BOFIT Weekly Review 2019/49

First highway bridge across the Amur river joining Russia and China is finally ready



China and Russia signed an initial agreement on construction of the Amur road bridge in 1995. Construction halted almost immediately due to the lack of financing. A second agreement was penned 20 years later, with construction getting underway in earnest in December 2016 with financing from a Chinese bank.

The thousand-metre bridge over the Amur links the city of Blagoveshensk in Russia’s Far East with Heihe in Northeastern China. Russia and China were each responsible for building half of the bridge. China completed its portion in autumn 2018 at an estimated cost of about 5 billion rubles (70 million euros). Russia completed its section in late November this year at a price of nearly 14 billion rubles (200 million euros). The bridge is set to open to goods traffic next spring, and passenger traffic is expected to begin in mid-2021 once Russia builds border-crossing infrastructure.

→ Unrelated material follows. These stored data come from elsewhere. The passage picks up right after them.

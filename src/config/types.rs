//! Configuration schema.

use crate::error::{Error, Result};
use serde::{Deserialize, Serialize};

/// One weighted source: a weight and the values it emits, in order.
#[derive(Debug, Clone, PartialEq, Eq, Serialize, Deserialize)]
#[serde(deny_unknown_fields)]
pub struct SourceConfig {
    /// Selection weight. Must be at least 1.
    pub weight: u64,

    /// Values emitted by this source. Must not be empty.
    pub sequence: Vec<i64>,
}

impl SourceConfig {
    pub fn new(weight: u64, sequence: Vec<i64>) -> Self {
        Self { weight, sequence }
    }
}

/// Configuration for a [`WeightedMultiplexer`](crate::mux::WeightedMultiplexer).
///
/// # YAML
///
/// ```yaml
/// seed: 42          # optional
/// sources:          # `iterators` is accepted as an alias
///   - weight: 3
///     sequence: [1, 2, 3]
///   - weight: 1
///     sequence: [10]
/// ```
///
/// # Builder Pattern
///
/// ```
/// use weighted_mux::config::MuxConfig;
///
/// let config = MuxConfig::new()
///     .with_source(3, vec![1, 2, 3])
///     .with_source(1, vec![10])
///     .with_seed(42);
/// assert!(config.validate().is_ok());
/// ```
#[derive(Debug, Clone, Default, PartialEq, Eq, Serialize, Deserialize)]
#[serde(deny_unknown_fields)]
pub struct MuxConfig {
    /// Sources, in construction order.
    #[serde(default, alias = "iterators")]
    pub sources: Vec<SourceConfig>,

    /// Random seed for reproducibility.
    ///
    /// `None` uses a random seed.
    #[serde(default, skip_serializing_if = "Option::is_none")]
    pub seed: Option<u64>,
}

impl MuxConfig {
    pub fn new() -> Self {
        Self::default()
    }

    /// Appends a source.
    pub fn with_source(mut self, weight: u64, sequence: Vec<i64>) -> Self {
        self.sources.push(SourceConfig::new(weight, sequence));
        self
    }

    /// Sets the random seed for reproducibility.
    pub fn with_seed(mut self, seed: u64) -> Self {
        self.seed = Some(seed);
        self
    }

    /// Total number of values across all sources.
    pub fn total_len(&self) -> usize {
        self.sources.iter().map(|s| s.sequence.len()).sum()
    }

    /// Validates the configuration.
    ///
    /// Reports the first source with a zero weight or an empty sequence.
    /// An empty source list is valid.
    pub fn validate(&self) -> Result<()> {
        for (index, source) in self.sources.iter().enumerate() {
            if source.weight == 0 {
                return Err(Error::InvalidWeight { index });
            }
            if source.sequence.is_empty() {
                return Err(Error::EmptySequence { index });
            }
        }
        Ok(())
    }
}

#[cfg(test)]
mod tests {
    use super::*;

    #[test]
    fn test_default_config() {
        let config = MuxConfig::default();
        assert!(config.sources.is_empty());
        assert!(config.seed.is_none());
        assert!(config.validate().is_ok());
    }

    #[test]
    fn test_builder_pattern() {
        let config = MuxConfig::new()
            .with_source(2, vec![1, 2])
            .with_source(5, vec![3])
            .with_seed(42);

        assert_eq!(config.sources.len(), 2);
        assert_eq!(config.sources[0], SourceConfig::new(2, vec![1, 2]));
        assert_eq!(config.sources[1].weight, 5);
        assert_eq!(config.seed, Some(42));
        assert_eq!(config.total_len(), 3);
    }

    #[test]
    fn test_validate_ok() {
        let config = MuxConfig::new().with_source(1, vec![0]);
        assert!(config.validate().is_ok());
    }

    #[test]
    fn test_validate_zero_weight() {
        let config = MuxConfig::new()
            .with_source(1, vec![1])
            .with_source(0, vec![2]);
        assert!(matches!(
            config.validate(),
            Err(Error::InvalidWeight { index: 1 })
        ));
    }

    #[test]
    fn test_validate_empty_sequence() {
        let config = MuxConfig::new().with_source(4, vec![]);
        assert!(matches!(
            config.validate(),
            Err(Error::EmptySequence { index: 0 })
        ));
    }

    #[test]
    fn test_yaml_round_trip() {
        let config = MuxConfig::new()
            .with_source(3, vec![1, -2, 3])
            .with_source(1, vec![10])
            .with_seed(42);
        let yaml = serde_yaml::to_string(&config).unwrap();
        let back: MuxConfig = serde_yaml::from_str(&yaml).unwrap();
        assert_eq!(back, config);
    }

    #[test]
    fn test_unset_seed_not_serialized() {
        let config = MuxConfig::new().with_source(2, vec![7]);
        let yaml = serde_yaml::to_string(&config).unwrap();
        assert!(!yaml.contains("seed"), "unexpected seed in {yaml}");
        let back: MuxConfig = serde_yaml::from_str(&yaml).unwrap();
        assert_eq!(back.seed, None);
        assert_eq!(back.total_len(), 1);
    }

    #[test]
    fn test_validate_reports_first_offender() {
        let config = MuxConfig::new()
            .with_source(1, vec![])
            .with_source(0, vec![1]);
        assert!(matches!(
            config.validate(),
            Err(Error::EmptySequence { index: 0 })
        ));
    }
}
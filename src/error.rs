//! Error types for the diag transport.

use thiserror::Error;

/// Broad failure classes.
///
/// Every [`DiagError`] belongs to exactly one class. Callers use the class to
/// decide whether a failure is worth retrying: only transport and timeout
/// failures are transient.
#[derive(Debug, Clone, Copy, PartialEq, Eq)]
pub enum ErrorKind {
    /// Subsystem or argument misuse, rejected synchronously.
    Configuration,
    /// Allocation failure or oversized request.
    Resource,
    /// Device read/write failure.
    Transport,
    /// An awaited response did not arrive in time.
    Timeout,
    /// Truncated or unrecognized input.
    Malformed,
}

/// Main error type for the diag transport.
#[derive(Debug, Error)]
pub enum DiagError {
    /// I/O error.
    #[error("I/O error: {0}")]
    Io(#[from] std::io::Error),

    /// JSON error while loading configuration.
    #[error("JSON error: {0}")]
    Json(#[from] serde_json::Error),

    /// Invalid configuration value.
    #[error("Configuration error: {0}")]
    Config(String),

    /// A component was used before `init()` or after `exit()`.
    #[error("Subsystem not initialized")]
    NotInitialized,

    /// The device handle is closed.
    #[error("Device not open")]
    DeviceClosed,

    /// Processor index outside the configured range.
    #[error("Invalid processor: {0}")]
    InvalidProcessor(i32),

    /// Client id does not name an active DCI client.
    #[error("Invalid DCI client id: {0}")]
    InvalidClient(i32),

    /// A DCI client is already active for the processor.
    #[error("Duplicate DCI client for processor {0}")]
    DuplicateClient(i32),

    /// The kernel refused the DCI registration.
    #[error("DCI registration rejected by device")]
    NoRegistration,

    /// Memory for a buffer or table entry could not be obtained.
    #[error("Out of memory: {0}")]
    NoMemory(String),

    /// Request exceeds the maximum (or is empty).
    #[error("Packet of {size} bytes outside allowed range 1..={max}")]
    HugePacket { size: usize, max: usize },

    /// Writing to the device failed.
    #[error("Send failed: {0}")]
    SendFailed(String),

    /// Invalid argument.
    #[error("Invalid parameter: {0}")]
    InvalidParameter(String),

    /// Operation not supported by this device or build.
    #[error("Not supported: {0}")]
    NotSupported(String),

    /// Fixed-capacity table is full.
    #[error("Table full (capacity {0})")]
    TableFull(usize),

    /// A wait exceeded its deadline.
    #[error("Timed out waiting for {0}")]
    Timeout(String),

    /// Truncated or inconsistent record.
    #[error("Malformed frame: {0}")]
    Malformed(String),

    /// Unexpected but well-formed protocol content.
    #[error("Protocol error: {0}")]
    Protocol(String),

    /// Subsystem is shutting down.
    #[error("Shutting down")]
    Shutdown,
}

impl DiagError {
    /// Classify this error.
    pub fn kind(&self) -> ErrorKind {
        match self {
            DiagError::Config(_)
            | DiagError::NotInitialized
            | DiagError::InvalidProcessor(_)
            | DiagError::InvalidClient(_)
            | DiagError::DuplicateClient(_)
            | DiagError::NoRegistration
            | DiagError::InvalidParameter(_)
            | DiagError::NotSupported(_)
            | DiagError::TableFull(_)
            | DiagError::Shutdown => ErrorKind::Configuration,
            DiagError::NoMemory(_) | DiagError::HugePacket { .. } => ErrorKind::Resource,
            DiagError::Io(_) | DiagError::SendFailed(_) | DiagError::DeviceClosed => {
                ErrorKind::Transport
            }
            DiagError::Timeout(_) => ErrorKind::Timeout,
            DiagError::Malformed(_) | DiagError::Protocol(_) | DiagError::Json(_) => {
                ErrorKind::Malformed
            }
        }
    }

    /// True if retrying the same operation later may succeed.
    #[inline]
    pub fn is_transient(&self) -> bool {
        matches!(self.kind(), ErrorKind::Transport | ErrorKind::Timeout)
    }
}

/// Result type alias using DiagError.
pub type Result<T> = std::result::Result<T, DiagError>;
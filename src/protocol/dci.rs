//! DCI envelopes.
//!
//! Outbound requests:
//! ```text
//! [DCI_DATA:u32][uid:i32][client_id:i32] <request>
//! [DCI_DATA:u32][type:i32][client_id:i32][set:i32][count:i32] <codes>
//! ```
//!
//! Inbound `DCI_DATA` chunks carry `[proc:i32][len:i32]` followed by
//! sub-records, each introduced by an `i32` type:
//!
//! | Type | Layout |
//! |---|---|
//! | `0` response | `[len:i32][delete:u8][uid:i32][payload: len-4]` |
//! | `-1` log | `[log_len:u16 ...]`, `log_len` bytes in total |
//! | `-2` event | `[event_len:u16][event_len bytes]` |
//! | `-3` extended | `[ext:8][inner_type:i32][inner_len:u16 ...]` |

use bytes::{Buf, BufMut};

use super::stream::DCI_DATA_TYPE;

/// Sub-record type of a command response.
pub const DCI_PKT_RSP_TYPE: i32 = 0;
/// Sub-record type of a log.
pub const DCI_LOG_TYPE: i32 = -1;
/// Sub-record type of an event.
pub const DCI_EVENT_TYPE: i32 = -2;
/// Sub-record type of an extended-header packet.
pub const DCI_EXT_HDR_TYPE: i32 = -3;

/// Size of the extended header.
pub const DCI_EXT_HDR_LEN: usize = 8;

/// Size of the `[uid][client_id]` request header following the type tag.
pub const DCI_SEND_HEADER_LEN: usize = 12;

/// Size of the stream config header.
pub const DCI_STREAM_HEADER_LEN: usize = 20;

/// Write the header of an outbound DCI request.
pub fn encode_send_header(buf: &mut impl BufMut, uid: i32, client_id: i32) {
    buf.put_u32_le(DCI_DATA_TYPE);
    buf.put_i32_le(uid);
    buf.put_i32_le(client_id);
}

/// Kind of stream being configured.
#[derive(Debug, Clone, Copy, PartialEq, Eq)]
pub enum StreamKind {
    Log,
    Event,
}

impl StreamKind {
    #[inline]
    pub fn wire_type(self) -> i32 {
        match self {
            StreamKind::Log => DCI_LOG_TYPE,
            StreamKind::Event => DCI_EVENT_TYPE,
        }
    }
}

/// Header of a log or event stream configuration request.
#[derive(Debug, Clone, Copy, PartialEq, Eq)]
pub struct DciStreamHeader {
    pub kind: StreamKind,
    pub client_id: i32,
    pub set: bool,
    pub count: i32,
}

impl DciStreamHeader {
    pub fn encode_into(&self, buf: &mut impl BufMut) {
        buf.put_u32_le(DCI_DATA_TYPE);
        buf.put_i32_le(self.kind.wire_type());
        buf.put_i32_le(self.client_id);
        buf.put_i32_le(i32::from(self.set));
        buf.put_i32_le(self.count);
    }
}

/// Per-client drop/receive counters reported by the device.
#[derive(Debug, Clone, Copy, Default, PartialEq, Eq)]
pub struct HealthStats {
    pub dropped_logs: i32,
    pub dropped_events: i32,
    pub received_logs: i32,
    pub received_events: i32,
}

/// Leading `[proc][len]` of a `DCI_DATA` chunk.
#[derive(Debug, Clone, Copy, PartialEq, Eq)]
pub struct DciDataHeader {
    pub proc: i32,
    pub len: i32,
}

impl DciDataHeader {
    pub const SIZE: usize = 8;

    pub fn encode_into(&self, buf: &mut impl BufMut) {
        buf.put_i32_le(self.proc);
        buf.put_i32_le(self.len);
    }

    /// Returns `None` if the buffer is too short.
    pub fn decode(mut buf: &[u8]) -> Option<Self> {
        if buf.len() < Self::SIZE {
            return None;
        }
        Some(Self {
            proc: buf.get_i32_le(),
            len: buf.get_i32_le(),
        })
    }
}

/// One decoded `DCI_DATA` sub-record.
#[derive(Debug, Clone, Copy, PartialEq, Eq)]
pub enum DciRecord<'a> {
    /// Response to a transaction.
    Response {
        delete: bool,
        uid: i32,
        payload: &'a [u8],
    },
    /// Log packet, as delivered to the log stream handler.
    Log(&'a [u8]),
    /// Event packet, as delivered to the event stream handler.
    Event(&'a [u8]),
}

impl DciRecord<'_> {
    /// Encode in the inbound layout (type tag included).
    ///
    /// Log payloads must begin with their own `u16` length; event payloads
    /// are encoded with a length prefix.
    pub fn encode_into(&self, buf: &mut impl BufMut) {
        match *self {
            DciRecord::Response {
                delete,
                uid,
                payload,
            } => {
                buf.put_i32_le(DCI_PKT_RSP_TYPE);
                buf.put_i32_le(payload.len() as i32 + 4);
                buf.put_u8(u8::from(delete));
                buf.put_i32_le(uid);
                buf.put_slice(payload);
            }
            DciRecord::Log(log) => {
                buf.put_i32_le(DCI_LOG_TYPE);
                buf.put_slice(log);
            }
            DciRecord::Event(event) => {
                buf.put_i32_le(DCI_EVENT_TYPE);
                buf.put_slice(event);
            }
        }
    }
}

/// Iterator over the sub-records of a `DCI_DATA` body.
///
/// Iteration stops at the declared length, at an unknown type, or at the first
/// truncated record.
pub struct DciRecords<'a> {
    data: &'a [u8],
    pos: usize,
    version: u8,
}

impl<'a> DciRecords<'a> {
    /// `body` is everything after the `[proc][len]` header, already limited
    /// to the declared length. `version` selects extended header handling.
    pub fn new(body: &'a [u8], version: u8) -> Self {
        Self {
            data: body,
            pos: 0,
            version,
        }
    }

    fn stop(&mut self, reason: &str) -> Option<DciRecord<'a>> {
        tracing::warn!(
            "DCI record at offset {} dropped: {} ({} bytes left)",
            self.pos,
            reason,
            self.data.len() - self.pos
        );
        self.pos = self.data.len();
        None
    }

    fn le_u16(&self, at: usize) -> Option<usize> {
        let bytes = self.data.get(at..at + 2)?;
        Some(u16::from_le_bytes([bytes[0], bytes[1]]) as usize)
    }

    fn le_i32(&self, at: usize) -> Option<i32> {
        let bytes = self.data.get(at..at + 4)?;
        Some(i32::from_le_bytes([bytes[0], bytes[1], bytes[2], bytes[3]]))
    }

    fn take(&mut self, start: usize, len: usize, advance: usize) -> Option<&'a [u8]> {
        let slice = self.data.get(start..start + len)?;
        self.pos += advance;
        Some(slice)
    }
}

impl<'a> Iterator for DciRecords<'a> {
    type Item = DciRecord<'a>;

    fn next(&mut self) -> Option<Self::Item> {
        loop {
            if self.pos >= self.data.len() {
                return None;
            }
            let Some(kind) = self.le_i32(self.pos) else {
                return self.stop("truncated type");
            };
            let body = self.pos + 4;

            match kind {
                DCI_PKT_RSP_TYPE => {
                    let Some(len) = self.le_i32(body) else {
                        return self.stop("truncated response length");
                    };
                    if len < 4 {
                        return self.stop("response shorter than its uid");
                    }
                    let len = len as usize;
                    let Some(record) = self.data.get(body + 4..body + 5 + len) else {
                        return self.stop("truncated response");
                    };
                    let delete = record[0] != 0;
                    let uid = i32::from_le_bytes([record[1], record[2], record[3], record[4]]);
                    self.pos = body + 5 + len;
                    return Some(DciRecord::Response {
                        delete,
                        uid,
                        payload: &record[5..],
                    });
                }
                DCI_LOG_TYPE => {
                    let Some(len) = self.le_u16(body) else {
                        return self.stop("truncated log length");
                    };
                    if len < 2 {
                        return self.stop("log shorter than its length field");
                    }
                    return match self.take(body, len, 4 + len) {
                        Some(log) => Some(DciRecord::Log(log)),
                        None => self.stop("truncated log"),
                    };
                }
                DCI_EVENT_TYPE => {
                    let Some(len) = self.le_u16(body) else {
                        return self.stop("truncated event length");
                    };
                    return match self.take(body, 2 + len, 6 + len) {
                        Some(event) => Some(DciRecord::Event(event)),
                        None => self.stop("truncated event"),
                    };
                }
                DCI_EXT_HDR_TYPE => {
                    let inner = body + DCI_EXT_HDR_LEN;
                    let (Some(inner_type), Some(inner_len)) =
                        (self.le_i32(inner), self.le_u16(inner + 4))
                    else {
                        return self.stop("truncated extended header");
                    };
                    let extra = if inner_type == DCI_EVENT_TYPE { 2 } else { 0 };
                    let header = DCI_EXT_HDR_LEN + 4;
                    let advance = 4 + header + inner_len + extra;
                    let (start, len) = if self.version > 0 {
                        (body, header + inner_len + extra)
                    } else {
                        (inner + 4, inner_len + extra)
                    };
                    let Some(payload) = self.take(start, len, advance) else {
                        return self.stop("truncated extended packet");
                    };
                    match inner_type {
                        DCI_LOG_TYPE => return Some(DciRecord::Log(payload)),
                        DCI_EVENT_TYPE => return Some(DciRecord::Event(payload)),
                        other => {
                            tracing::warn!("Skipping extended packet with inner type {}", other);
                            continue;
                        }
                    }
                }
                other => return self.stop(&format!("unknown record type {}", other)),
            }
        }
    }
}

#[cfg(test)]
mod tests {
    use super::*;

    fn log_packet(code: u16, extra: &[u8]) -> Vec<u8> {
        let len = (4 + extra.len()) as u16;
        let mut buf = Vec::new();
        buf.put_u16_le(len);
        buf.put_u16_le(code);
        buf.put_slice(extra);
        buf
    }

    fn ext_record(inner_type: i32, inner: &[u8], inner_len: u16) -> Vec<u8> {
        let mut buf = Vec::new();
        buf.put_i32_le(DCI_EXT_HDR_TYPE);
        buf.put_slice(&[0xee; DCI_EXT_HDR_LEN]);
        buf.put_i32_le(inner_type);
        buf.put_slice(inner);
        assert_eq!(inner_len as usize, inner.len() - if inner_type == DCI_EVENT_TYPE { 2 } else { 0 });
        buf
    }

    #[test]
    fn test_send_header() {
        let mut buf = Vec::new();
        encode_send_header(&mut buf, 7, 3);
        assert_eq!(buf.len(), DCI_SEND_HEADER_LEN);
        assert_eq!(&buf[..4], &[0x40, 0, 0, 0]);
        assert_eq!(&buf[4..8], &7i32.to_le_bytes());
        assert_eq!(&buf[8..], &3i32.to_le_bytes());
    }

    #[test]
    fn test_stream_header() {
        let mut buf = Vec::new();
        DciStreamHeader {
            kind: StreamKind::Event,
            client_id: 2,
            set: true,
            count: 3,
        }
        .encode_into(&mut buf);
        assert_eq!(buf.len(), DCI_STREAM_HEADER_LEN);
        assert_eq!(&buf[4..8], &(-2i32).to_le_bytes());
        assert_eq!(&buf[12..16], &1i32.to_le_bytes());
    }

    #[test]
    fn test_response_record() {
        let mut buf = Vec::new();
        DciRecord::Response {
            delete: true,
            uid: 42,
            payload: b"abcd",
        }
        .encode_into(&mut buf);

        let records: Vec<_> = DciRecords::new(&buf, 0).collect();
        assert_eq!(
            records,
            vec![DciRecord::Response {
                delete: true,
                uid: 42,
                payload: b"abcd"
            }]
        );
    }

    #[test]
    fn test_mixed_records() {
        let log = log_packet(0x1234, &[9, 9]);
        let mut event = Vec::new();
        event.put_u16_le(3);
        event.put_slice(&[1, 2, 3]);

        let mut buf = Vec::new();
        DciRecord::Log(&log).encode_into(&mut buf);
        DciRecord::Event(&event).encode_into(&mut buf);
        DciRecord::Response {
            delete: false,
            uid: 1,
            payload: &[],
        }
        .encode_into(&mut buf);

        let records: Vec<_> = DciRecords::new(&buf, 0).collect();
        assert_eq!(records.len(), 3);
        assert_eq!(records[0], DciRecord::Log(&log));
        assert_eq!(records[1], DciRecord::Event(&event));
        assert!(matches!(records[2], DciRecord::Response { uid: 1, delete: false, .. }));
    }

    #[test]
    fn test_ext_header_stripped_for_version_zero() {
        let log = log_packet(0x1010, &[]);
        let buf = ext_record(DCI_LOG_TYPE, &log, log.len() as u16);

        let records: Vec<_> = DciRecords::new(&buf, 0).collect();
        assert_eq!(records, vec![DciRecord::Log(&log)]);
    }

    #[test]
    fn test_ext_header_kept_for_version_one() {
        let log = log_packet(0x1010, &[5]);
        let buf = ext_record(DCI_LOG_TYPE, &log, log.len() as u16);

        let records: Vec<_> = DciRecords::new(&buf, 1).collect();
        assert_eq!(records, vec![DciRecord::Log(&buf[4..])]);
        assert_eq!(buf[4..].len(), log.len() + 12);
    }

    #[test]
    fn test_ext_event_adds_length_field() {
        let mut event = Vec::new();
        event.put_u16_le(2);
        event.put_slice(&[7, 7]);
        let buf = ext_record(DCI_EVENT_TYPE, &event, 2);

        let records: Vec<_> = DciRecords::new(&buf, 0).collect();
        assert_eq!(records, vec![DciRecord::Event(&event)]);
    }

    #[test]
    fn test_unknown_type_stops() {
        let mut buf = Vec::new();
        buf.put_i32_le(-9);
        buf.put_slice(&[0; 16]);
        DciRecord::Response {
            delete: true,
            uid: 5,
            payload: &[1],
        }
        .encode_into(&mut buf);

        assert_eq!(DciRecords::new(&buf, 0).count(), 0);
    }

    #[test]
    fn test_truncated_response_stops() {
        let mut buf = Vec::new();
        buf.put_i32_le(DCI_PKT_RSP_TYPE);
        buf.put_i32_le(100);
        buf.put_u8(1);
        buf.put_i32_le(9);

        assert_eq!(DciRecords::new(&buf, 0).count(), 0);
    }

    #[test]
    fn test_data_header() {
        let mut buf = Vec::new();
        DciDataHeader { proc: 1, len: 30 }.encode_into(&mut buf);
        assert_eq!(
            DciDataHeader::decode(&buf),
            Some(DciDataHeader { proc: 1, len: 30 })
        );
        assert!(DciDataHeader::decode(&buf[..7]).is_none());
    }
}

China is a key economic partner for Russian Amur region. China last year accounted for over 90 % of the region’s exports and nearly 75 % of its imports. The stock of Chinese FDI in the region was about 60 million dollars at the end of last year. China is the region’s second-most important FDI provider after Cyprus (Russian investors often cycle investment via Cyprus). A recent BBC investigation found that at least 10 % of land under cultivation in the Amur region was controlled by Chinese entities.